___ Records for processing

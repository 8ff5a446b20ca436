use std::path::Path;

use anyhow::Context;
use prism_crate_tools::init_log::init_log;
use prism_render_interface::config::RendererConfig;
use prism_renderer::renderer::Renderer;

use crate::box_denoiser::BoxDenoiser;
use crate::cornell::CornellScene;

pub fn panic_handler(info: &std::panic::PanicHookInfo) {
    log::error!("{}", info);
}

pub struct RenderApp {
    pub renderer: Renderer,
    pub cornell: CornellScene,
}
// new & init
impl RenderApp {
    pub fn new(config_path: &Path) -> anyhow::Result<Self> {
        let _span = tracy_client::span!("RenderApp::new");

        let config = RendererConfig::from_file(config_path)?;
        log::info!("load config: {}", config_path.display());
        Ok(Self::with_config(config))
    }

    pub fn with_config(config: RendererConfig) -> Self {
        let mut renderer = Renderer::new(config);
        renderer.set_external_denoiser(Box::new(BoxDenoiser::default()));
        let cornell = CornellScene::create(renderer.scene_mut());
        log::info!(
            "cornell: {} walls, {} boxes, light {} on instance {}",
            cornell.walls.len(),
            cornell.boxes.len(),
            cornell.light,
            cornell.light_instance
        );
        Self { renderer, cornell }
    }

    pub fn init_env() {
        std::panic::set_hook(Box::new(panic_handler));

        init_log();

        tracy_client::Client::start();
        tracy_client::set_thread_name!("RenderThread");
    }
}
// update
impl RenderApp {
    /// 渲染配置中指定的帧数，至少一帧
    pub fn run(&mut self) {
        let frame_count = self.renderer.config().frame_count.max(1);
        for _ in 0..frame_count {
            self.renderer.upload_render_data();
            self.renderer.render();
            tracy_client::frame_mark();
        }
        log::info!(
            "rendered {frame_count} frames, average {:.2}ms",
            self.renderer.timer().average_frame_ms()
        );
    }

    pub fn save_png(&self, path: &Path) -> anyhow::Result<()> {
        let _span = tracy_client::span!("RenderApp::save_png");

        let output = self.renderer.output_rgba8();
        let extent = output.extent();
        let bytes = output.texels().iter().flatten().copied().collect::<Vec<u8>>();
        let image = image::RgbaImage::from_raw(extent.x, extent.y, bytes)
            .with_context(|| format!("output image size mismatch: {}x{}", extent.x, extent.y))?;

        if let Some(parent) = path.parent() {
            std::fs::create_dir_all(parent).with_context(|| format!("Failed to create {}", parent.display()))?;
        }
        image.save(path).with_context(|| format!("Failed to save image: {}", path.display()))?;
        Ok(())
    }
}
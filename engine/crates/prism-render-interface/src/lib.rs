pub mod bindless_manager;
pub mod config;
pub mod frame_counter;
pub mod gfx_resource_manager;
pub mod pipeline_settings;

______
___ Records for processing

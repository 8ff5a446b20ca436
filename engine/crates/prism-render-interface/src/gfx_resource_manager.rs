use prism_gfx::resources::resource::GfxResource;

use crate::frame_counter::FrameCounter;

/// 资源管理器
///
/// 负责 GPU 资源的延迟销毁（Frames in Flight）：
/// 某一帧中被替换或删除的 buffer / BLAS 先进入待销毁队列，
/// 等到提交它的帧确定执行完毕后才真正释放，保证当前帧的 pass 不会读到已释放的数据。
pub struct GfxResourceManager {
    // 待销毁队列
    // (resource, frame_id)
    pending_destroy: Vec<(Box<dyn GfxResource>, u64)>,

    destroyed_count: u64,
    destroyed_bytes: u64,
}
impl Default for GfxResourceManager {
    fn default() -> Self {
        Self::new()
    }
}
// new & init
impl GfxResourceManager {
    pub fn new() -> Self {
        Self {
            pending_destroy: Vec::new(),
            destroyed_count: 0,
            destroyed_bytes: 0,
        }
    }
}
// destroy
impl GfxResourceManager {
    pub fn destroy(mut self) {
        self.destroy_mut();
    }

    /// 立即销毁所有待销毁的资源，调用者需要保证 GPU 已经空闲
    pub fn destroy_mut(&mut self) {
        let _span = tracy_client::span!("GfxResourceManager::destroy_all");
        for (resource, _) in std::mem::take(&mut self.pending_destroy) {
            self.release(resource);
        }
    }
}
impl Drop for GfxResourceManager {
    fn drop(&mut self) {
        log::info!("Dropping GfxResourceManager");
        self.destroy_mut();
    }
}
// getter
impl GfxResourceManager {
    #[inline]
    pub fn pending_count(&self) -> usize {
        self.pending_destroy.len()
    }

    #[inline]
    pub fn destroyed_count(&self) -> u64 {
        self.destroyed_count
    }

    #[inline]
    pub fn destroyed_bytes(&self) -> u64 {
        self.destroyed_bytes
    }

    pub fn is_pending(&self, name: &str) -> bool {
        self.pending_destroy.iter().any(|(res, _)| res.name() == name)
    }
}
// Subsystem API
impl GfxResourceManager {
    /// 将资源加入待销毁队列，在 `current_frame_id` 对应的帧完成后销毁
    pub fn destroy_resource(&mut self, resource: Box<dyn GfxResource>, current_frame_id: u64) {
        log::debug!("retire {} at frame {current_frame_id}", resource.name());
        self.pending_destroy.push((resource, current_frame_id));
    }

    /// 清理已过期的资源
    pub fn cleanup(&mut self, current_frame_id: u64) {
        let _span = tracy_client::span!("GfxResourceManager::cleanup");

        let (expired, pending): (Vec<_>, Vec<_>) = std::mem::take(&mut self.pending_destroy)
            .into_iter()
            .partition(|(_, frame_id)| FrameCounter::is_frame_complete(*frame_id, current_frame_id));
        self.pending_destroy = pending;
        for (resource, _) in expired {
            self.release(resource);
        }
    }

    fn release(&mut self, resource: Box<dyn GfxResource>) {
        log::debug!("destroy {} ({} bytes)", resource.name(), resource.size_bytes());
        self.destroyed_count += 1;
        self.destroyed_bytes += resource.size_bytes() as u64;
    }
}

______
___ Records for processing

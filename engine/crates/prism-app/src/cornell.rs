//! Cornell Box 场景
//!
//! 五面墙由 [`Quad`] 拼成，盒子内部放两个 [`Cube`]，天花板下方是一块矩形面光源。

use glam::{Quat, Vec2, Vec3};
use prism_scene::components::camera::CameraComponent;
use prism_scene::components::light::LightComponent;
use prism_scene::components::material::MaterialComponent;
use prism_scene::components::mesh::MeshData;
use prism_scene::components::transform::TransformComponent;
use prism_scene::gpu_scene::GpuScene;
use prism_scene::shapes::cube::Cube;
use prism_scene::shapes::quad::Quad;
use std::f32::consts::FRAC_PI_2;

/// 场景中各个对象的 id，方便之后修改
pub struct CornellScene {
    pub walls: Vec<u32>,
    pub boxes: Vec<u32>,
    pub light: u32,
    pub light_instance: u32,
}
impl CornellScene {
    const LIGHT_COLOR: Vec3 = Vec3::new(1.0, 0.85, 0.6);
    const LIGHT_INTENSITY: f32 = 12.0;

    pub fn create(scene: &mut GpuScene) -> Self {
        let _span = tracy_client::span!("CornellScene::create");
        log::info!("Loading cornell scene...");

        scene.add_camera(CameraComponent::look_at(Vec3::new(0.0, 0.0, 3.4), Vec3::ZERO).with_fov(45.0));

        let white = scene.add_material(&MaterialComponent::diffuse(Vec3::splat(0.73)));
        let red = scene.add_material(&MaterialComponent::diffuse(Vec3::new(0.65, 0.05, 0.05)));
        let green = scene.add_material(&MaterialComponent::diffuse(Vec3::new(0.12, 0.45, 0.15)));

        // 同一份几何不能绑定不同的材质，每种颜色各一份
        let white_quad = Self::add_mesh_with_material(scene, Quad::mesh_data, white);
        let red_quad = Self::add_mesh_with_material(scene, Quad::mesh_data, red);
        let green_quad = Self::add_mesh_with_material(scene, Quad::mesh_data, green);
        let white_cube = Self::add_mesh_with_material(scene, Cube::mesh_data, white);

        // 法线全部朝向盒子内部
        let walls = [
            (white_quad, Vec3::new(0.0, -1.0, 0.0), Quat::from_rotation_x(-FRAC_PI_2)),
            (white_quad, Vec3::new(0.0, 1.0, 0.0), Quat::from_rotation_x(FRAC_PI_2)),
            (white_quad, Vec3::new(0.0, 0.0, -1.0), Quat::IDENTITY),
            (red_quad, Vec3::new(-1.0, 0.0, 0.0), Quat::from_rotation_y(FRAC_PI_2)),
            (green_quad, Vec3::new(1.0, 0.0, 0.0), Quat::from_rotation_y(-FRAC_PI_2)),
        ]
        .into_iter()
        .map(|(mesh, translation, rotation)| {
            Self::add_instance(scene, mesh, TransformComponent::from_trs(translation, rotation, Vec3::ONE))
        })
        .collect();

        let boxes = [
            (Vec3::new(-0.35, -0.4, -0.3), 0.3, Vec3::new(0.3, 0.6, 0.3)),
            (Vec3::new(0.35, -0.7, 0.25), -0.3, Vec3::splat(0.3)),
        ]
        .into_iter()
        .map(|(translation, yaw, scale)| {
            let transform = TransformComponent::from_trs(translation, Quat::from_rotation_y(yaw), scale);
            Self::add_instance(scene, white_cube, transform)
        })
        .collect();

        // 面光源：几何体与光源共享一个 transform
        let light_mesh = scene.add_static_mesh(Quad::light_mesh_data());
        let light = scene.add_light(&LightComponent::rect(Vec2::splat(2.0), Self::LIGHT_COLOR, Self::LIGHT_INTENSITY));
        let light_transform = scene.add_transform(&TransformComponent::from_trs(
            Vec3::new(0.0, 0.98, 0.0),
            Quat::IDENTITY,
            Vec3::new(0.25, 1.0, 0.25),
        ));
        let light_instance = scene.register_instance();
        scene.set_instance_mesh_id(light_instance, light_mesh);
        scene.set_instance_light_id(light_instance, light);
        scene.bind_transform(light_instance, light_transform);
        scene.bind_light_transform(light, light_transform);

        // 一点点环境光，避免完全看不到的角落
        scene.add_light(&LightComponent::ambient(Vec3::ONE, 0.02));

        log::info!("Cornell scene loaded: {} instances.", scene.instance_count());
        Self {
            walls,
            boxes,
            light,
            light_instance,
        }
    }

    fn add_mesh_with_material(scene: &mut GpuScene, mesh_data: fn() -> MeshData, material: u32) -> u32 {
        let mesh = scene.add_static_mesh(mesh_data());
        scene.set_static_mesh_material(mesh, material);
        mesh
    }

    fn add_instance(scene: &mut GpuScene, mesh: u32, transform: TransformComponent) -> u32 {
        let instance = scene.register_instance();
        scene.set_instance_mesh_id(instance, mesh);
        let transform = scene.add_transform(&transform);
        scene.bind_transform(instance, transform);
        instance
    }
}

______

**Task statement**
Whenever the string "shapes" turns up in a line of the data, copy that line.

**Exercise output**
use prism_scene::shapes::cube::Cube;
use prism_scene::shapes::quad::Quad;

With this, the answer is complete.